A 17-year-old girl was admitted with complaints of headache for 2 years. Her neurological examination revealed no abnormality other than hearing deficit in the right ear.
Her magnetic resonance imaging (MRI) of the brain revealed hydrocephalus, bilateral vestibular schwannomas with the right one being 23 × 25 × 22 mm and the left one,14 × 8 × 6 mm, in size. She also had a falcine meningioma, that was 13 × 10 × 11 mm in size. Due to the presence of these bilateral vestibular schwannomas, she fulfilled the diagnostic criteria of neurofibromatosis type 2 (NF2).
The patient underwent a ventriculo-peritoneal shunt and had radiosurgery for the right vestibular schwannoma and the falcine meningioma. The left vestibular schwannoma was left untreated as it was small in size and she had completely preserved hearing on that side.

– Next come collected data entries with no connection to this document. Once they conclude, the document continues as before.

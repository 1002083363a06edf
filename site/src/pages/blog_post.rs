//! Single blog post at `/blog/{slug}`.

#[cfg(test)]
#[path = "blog_post_test.rs"]
mod blog_post_test;

use content::{BlogPost, ContentKind, Profile};
use leptos::prelude::*;
use leptos_meta::Title;
use leptos_router::hooks::use_params_map;

use crate::app::use_content;
use crate::components::button::{Button, ButtonSize, ButtonVariant, LinkButton};
use crate::components::card::{Card, CardContent};
use crate::components::icon::{Icon, IconKind};
use crate::components::tag::{Tag, TagTone};
use crate::pages::not_found::NotFoundPage;
use crate::util::markdown::render_markdown;
use crate::util::meta;

const AUTHOR_BIO: &str = "Full Stack Developer passionate about creating digital experiences that matter. I write about web development, technology trends, and share insights from my journey.";

#[component]
pub fn BlogPostPage() -> impl IntoView {
    let content = use_content();
    let params = use_params_map();

    move || {
        let slug = params.read().get("slug").unwrap_or_default();
        match content.find_post(&slug) {
            Ok(post) => view! { <PostArticle post=post profile=content.profile()/> }.into_any(),
            Err(_) => view! { <NotFoundPage kind=ContentKind::Post/> }.into_any(),
        }
    }
}

#[component]
fn PostArticle(post: &'static BlogPost, profile: &'static Profile) -> impl IntoView {
    let rendered = render_markdown(post.content);
    let sections = rendered.outline();
    let body = rendered.html;
    let initial = profile.name.chars().next().unwrap_or('?').to_string();

    view! {
        <Title text=meta::post_title(post, profile)/>
        <div class="page page--narrow">
            <LinkButton href="/blog" variant=ButtonVariant::Ghost class="back-link">
                <Icon kind=IconKind::ArrowLeft size=16/>
                "Back to Blog"
            </LinkButton>

            <div class="post-layout">
                <article class="post fade-up">
                    <header class="post__header">
                        <Tag tone=TagTone::Accent>{post.category}</Tag>
                        <h1>{post.title}</h1>
                        <p class="post__lede">{post.description}</p>
                        <div class="meta-row">
                            <span class="meta-row__item">
                                <Icon kind=IconKind::Calendar size=16/>
                                <time datetime=post.date.to_string()>{post.long_date()}</time>
                            </span>
                            <span class="meta-row__item">
                                <Icon kind=IconKind::Clock size=16/>
                                {post.read_time}
                            </span>
                        </div>
                        <div class="post__actions">
                            <Button variant=ButtonVariant::Outline size=ButtonSize::Sm title="Share">
                                <Icon kind=IconKind::Share size=16/>
                                "Share"
                            </Button>
                            <Button variant=ButtonVariant::Outline size=ButtonSize::Sm title="Bookmark">
                                <Icon kind=IconKind::Bookmark size=16/>
                                "Bookmark"
                            </Button>
                        </div>
                    </header>

                    <div class="post__image">
                        <img src=post.image_src() alt=post.title/>
                    </div>

                    <div class="prose" inner_html=body></div>

                    <footer class="post__tags">
                        <h3>"Tags"</h3>
                        <div class="tag-list">
                            {post.tags.iter().map(|tag| view! { <Tag>{*tag}</Tag> }).collect_view()}
                        </div>
                    </footer>
                </article>

                {(!sections.is_empty())
                    .then(|| {
                        view! {
                            <aside class="post-outline">
                                <h2>"On this page"</h2>
                                <ul>
                                    {sections
                                        .into_iter()
                                        .map(|entry| {
                                            view! {
                                                <li class=format!("post-outline__item post-outline__item--h{}", entry.level)>
                                                    <a href=format!("#{}", entry.anchor)>{entry.text}</a>
                                                </li>
                                            }
                                        })
                                        .collect_view()}
                                </ul>
                            </aside>
                        }
                    })}
            </div>

            <Card class="author-card">
                <CardContent>
                    <div class="author-card__body">
                        <div class="author-card__avatar">{initial}</div>
                        <div>
                            <h3>{profile.name}</h3>
                            <p>{AUTHOR_BIO}</p>
                            <div class="author-card__links">
                                <LinkButton href="/about" variant=ButtonVariant::Outline size=ButtonSize::Sm>
                                    "Learn More"
                                </LinkButton>
                                <LinkButton href="/blog" variant=ButtonVariant::Outline size=ButtonSize::Sm>
                                    "More Posts"
                                </LinkButton>
                            </div>
                        </div>
                    </div>
                </CardContent>
            </Card>
        </div>
    }
}
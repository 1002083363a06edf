//! Buttons and link buttons, plain and animated.
//!
//! DESIGN
//! ======
//! Visual configuration is a closed set of enums mapped to CSS classes, so a
//! misspelled variant is a compile error rather than an unstyled element.
//! The animated wrapper composes [`LinkButton`] instead of forwarding
//! arbitrary attributes.

#[cfg(test)]
#[path = "button_test.rs"]
mod button_test;

use leptos::prelude::*;

#[derive(Clone, Copy, Debug, Default, PartialEq, Eq)]
pub enum ButtonVariant {
    #[default]
    Default,
    Outline,
    Ghost,
    Secondary,
}

impl ButtonVariant {
    #[must_use]
    pub fn class(self) -> &'static str {
        match self {
            Self::Default => "btn--default",
            Self::Outline => "btn--outline",
            Self::Ghost => "btn--ghost",
            Self::Secondary => "btn--secondary",
        }
    }
}

#[derive(Clone, Copy, Debug, Default, PartialEq, Eq)]
pub enum ButtonSize {
    Sm,
    #[default]
    Md,
    Lg,
}

impl ButtonSize {
    #[must_use]
    pub fn class(self) -> &'static str {
        match self {
            Self::Sm => "btn--sm",
            Self::Md => "btn--md",
            Self::Lg => "btn--lg",
        }
    }
}

/// Hover glow for [`AnimatedButton`].
#[derive(Clone, Copy, Debug, Default, PartialEq, Eq)]
pub enum GlowColor {
    #[default]
    Blue,
    Purple,
    Pink,
    Green,
}

impl GlowColor {
    #[must_use]
    pub fn shadow(self) -> &'static str {
        match self {
            Self::Blue => "0 0 20px rgba(59, 130, 246, 0.5)",
            Self::Purple => "0 0 20px rgba(147, 51, 234, 0.5)",
            Self::Pink => "0 0 20px rgba(236, 72, 153, 0.5)",
            Self::Green => "0 0 20px rgba(34, 197, 94, 0.5)",
        }
    }
}

/// Class list for a button of the given configuration.
#[must_use]
pub fn button_class(variant: ButtonVariant, size: ButtonSize, full_width: bool, extra: &str) -> String {
    let mut class = format!("btn {} {}", variant.class(), size.class());
    if full_width {
        class.push_str(" btn--full");
    }
    let extra = extra.trim();
    if !extra.is_empty() {
        class.push(' ');
        class.push_str(extra);
    }
    class
}

/// `rel`/`target` pair for links leaving the site.
#[must_use]
pub fn external_attrs(external: bool) -> (Option<&'static str>, Option<&'static str>) {
    if external {
        (Some("_blank"), Some("noopener noreferrer"))
    } else {
        (None, None)
    }
}

#[component]
pub fn Button(
    #[prop(optional)] variant: ButtonVariant,
    #[prop(optional)] size: ButtonSize,
    #[prop(optional)] full_width: bool,
    #[prop(optional, into)] class: String,
    #[prop(optional, into)] title: Option<String>,
    children: Children,
) -> impl IntoView {
    view! {
        <button type="button" class=button_class(variant, size, full_width, &class) title=title>
            {children()}
        </button>
    }
}

/// A button-styled anchor.
#[component]
pub fn LinkButton(
    #[prop(into)] href: String,
    #[prop(optional)] external: bool,
    #[prop(optional)] variant: ButtonVariant,
    #[prop(optional)] size: ButtonSize,
    #[prop(optional)] full_width: bool,
    #[prop(optional, into)] class: String,
    children: Children,
) -> impl IntoView {
    let (target, rel) = external_attrs(external);
    view! {
        <a href=href target=target rel=rel class=button_class(variant, size, full_width, &class)>
            {children()}
        </a>
    }
}

/// [`LinkButton`] inside a spring-hover wrapper with a colored glow.
#[component]
pub fn AnimatedButton(
    #[prop(into)] href: String,
    #[prop(optional)] glow: GlowColor,
    #[prop(optional)] external: bool,
    #[prop(optional)] variant: ButtonVariant,
    #[prop(optional)] size: ButtonSize,
    #[prop(optional)] full_width: bool,
    #[prop(optional, into)] class: String,
    children: Children,
) -> impl IntoView {
    let wrapper_class = if full_width { "spring-hover spring-hover--full" } else { "spring-hover" };
    view! {
        <div class=wrapper_class style=format!("--glow: {}", glow.shadow())>
            <LinkButton
                href=href
                external=external
                variant=variant
                size=size
                full_width=full_width
                class=class
            >
                {children()}
            </LinkButton>
        </div>
    }
}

Fourteen months after the administration of stereotactic radiosurgery, the patient was again admitted to the hospital with the complaint of an involuntarily tilt of her head to the right side. Any attempts to correct the head position precipitated intractable yawning. She denied any sleeping disorder. The patient's Epworth Sleepiness Scale was 2/24. Her cranial MRI, revealed an additional meningioma, 10 × 12 × 15 mm in size located toward the right side of the foramen magnum extending down to the C1 level [Figure 1]. The patient had no additional neurological deficits.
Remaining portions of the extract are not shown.